*** EXTRACTED INFORMATION

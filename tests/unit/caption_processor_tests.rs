/*!
 * Tests for caption stream parsing
 */

use signstream::caption_processor::CaptionDocument;

/// Test parsing a well-formed WebVTT document
#[test]
fn test_parse_withValidWebVtt_shouldProduceOrderedRecords() {
    let content = "WEBVTT\n\n1\n00:00:01.000 --> 00:00:04.000\nHello world\n\n2\n00:00:05.000 --> 00:00:09.000\nHow are you\n";

    let document = CaptionDocument::parse(content);

    assert_eq!(document.records.len(), 2);
    assert!(document.rejected.is_empty());

    assert_eq!(document.records[0].interval.start, 1.0);
    assert_eq!(document.records[0].interval.end, 4.0);
    assert_eq!(document.records[0].text, "Hello world");

    assert_eq!(document.records[1].interval.start, 5.0);
    assert_eq!(document.records[1].interval.end, 9.0);
    assert_eq!(document.records[1].text, "How are you");
}

/// Test that multi-line cue text is joined with single spaces
#[test]
fn test_parse_withMultiLineCueText_shouldJoinWithSingleSpaces() {
    let content = "WEBVTT\n\n00:00:01.000 --> 00:00:04.000\nHello\nworld\nagain\n";

    let document = CaptionDocument::parse(content);

    assert_eq!(document.records.len(), 1);
    assert_eq!(document.records[0].text, "Hello world again");
}

/// Test the bracketed console layout where text follows the closing
/// bracket with no separating whitespace
#[test]
fn test_parse_withBracketedTiming_shouldSplitTimingAndText() {
    let content = "[00:01.000 --> 00:04.000]Hello world\n";

    let document = CaptionDocument::parse(content);

    assert_eq!(document.records.len(), 1);
    assert_eq!(document.records[0].interval.start, 1.0);
    assert_eq!(document.records[0].interval.end, 4.0);
    assert_eq!(document.records[0].text, "Hello world");
}

/// Test same-line free text after an unbracketed timing pair
#[test]
fn test_parse_withInlineText_shouldSeedAccumulatedText() {
    let content = "00:00:01.000 --> 00:00:04.000 Hello world\nagain\n";

    let document = CaptionDocument::parse(content);

    assert_eq!(document.records.len(), 1);
    assert_eq!(document.records[0].text, "Hello world again");
}

/// Test that an unparsable timing line is rejected and parsing resumes
#[test]
fn test_parse_withBadTimestamp_shouldRejectCueAndResume() {
    let content = "WEBVTT\n\n1\n00:00:00.000 --> 00:00:02.000\nHello world\n\n2\nbad-timestamp --> 00:00:04.000\nFoo bar\n\n3\n00:00:05.000 --> 00:00:06.000\nGood\n";

    let document = CaptionDocument::parse(content);

    assert_eq!(document.records.len(), 2);
    assert_eq!(document.rejected.len(), 1);
    assert_eq!(
        document.rejected[0].raw_line,
        "bad-timestamp --> 00:00:04.000"
    );
    assert_eq!(document.records[1].text, "Good");
}

/// Test that a line with too many timing separators is rejected as malformed
#[test]
fn test_parse_withExtraSeparators_shouldRejectAsMalformed() {
    let content = "00:00:01.000 --> 00:00:02.000 --> 00:00:03.000\ntext\n";

    let document = CaptionDocument::parse(content);

    assert!(document.records.is_empty());
    assert_eq!(document.rejected.len(), 1);
}

/// Test that a cue with valid timing but no text still yields a record
#[test]
fn test_parse_withEmptyCueBody_shouldStillEmitRecord() {
    let content = "00:00:01.000 --> 00:00:02.000\n\n00:00:03.000 --> 00:00:04.000\nHello\n";

    let document = CaptionDocument::parse(content);

    assert_eq!(document.records.len(), 2);
    assert_eq!(document.records[0].text, "");
    assert_eq!(document.records[1].text, "Hello");
}

/// Test a new timing line starting before a blank line separates cues
#[test]
fn test_parse_withBackToBackCues_shouldCloseCueOnNextTimingLine() {
    let content = "00:00:01.000 --> 00:00:02.000\nfirst\n00:00:03.000 --> 00:00:04.000\nsecond\n";

    let document = CaptionDocument::parse(content);

    assert_eq!(document.records.len(), 2);
    assert_eq!(document.records[0].text, "first");
    assert_eq!(document.records[1].text, "second");
}

/// Test that an inverted interval passes through rather than being rejected
#[test]
fn test_parse_withStartAfterEnd_shouldPassThrough() {
    let content = "00:00:05.000 --> 00:00:01.000\nHello\n";

    let document = CaptionDocument::parse(content);

    assert_eq!(document.records.len(), 1);
    assert_eq!(document.records[0].interval.start, 5.0);
    assert_eq!(document.records[0].interval.end, 1.0);
    assert!(document.rejected.is_empty());
}

/// Test that records keep source order even when times are unsorted
#[test]
fn test_parse_withUnsortedCueTimes_shouldKeepSourceOrder() {
    let content = "00:00:09.000 --> 00:00:10.000\nlater\n\n00:00:01.000 --> 00:00:02.000\nearlier\n";

    let document = CaptionDocument::parse(content);

    assert_eq!(document.records.len(), 2);
    assert_eq!(document.records[0].text, "later");
    assert_eq!(document.records[1].text, "earlier");
}

/// Test that stray text outside any cue is ignored
#[test]
fn test_parse_withStrayTextAndHeader_shouldSkipNonCueLines() {
    let content = "WEBVTT\nNOTE something\n\n42\n00:00:01.000 --> 00:00:02.000\nHello\n";

    let document = CaptionDocument::parse(content);

    assert_eq!(document.records.len(), 1);
    assert_eq!(document.records[0].text, "Hello");
    assert!(document.rejected.is_empty());
}

/// Test empty input
#[test]
fn test_parse_withEmptyDocument_shouldProduceNothing() {
    let document = CaptionDocument::parse("");
    assert!(document.records.is_empty());
    assert!(document.rejected.is_empty());
}

/// Test that text following a rejected timing line is not attributed to
/// any cue
#[test]
fn test_parse_withTextAfterRejectedCue_shouldNotAttachText() {
    let content = "bad --> alsobad\norphan text\n\n00:00:01.000 --> 00:00:02.000\nHello\n";

    let document = CaptionDocument::parse(content);

    assert_eq!(document.rejected.len(), 1);
    assert_eq!(document.records.len(), 1);
    assert_eq!(document.records[0].text, "Hello");
}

******

WHAT THE TASK ASKS
Copy each line in the entries above where the word "parsing" shows up.

OUTPUT OF THE EXERCISE
 * Tests for caption stream parsing
/// Test parsing a well-formed WebVTT document
/// Test that an unparsable timing line is rejected and parsing resumes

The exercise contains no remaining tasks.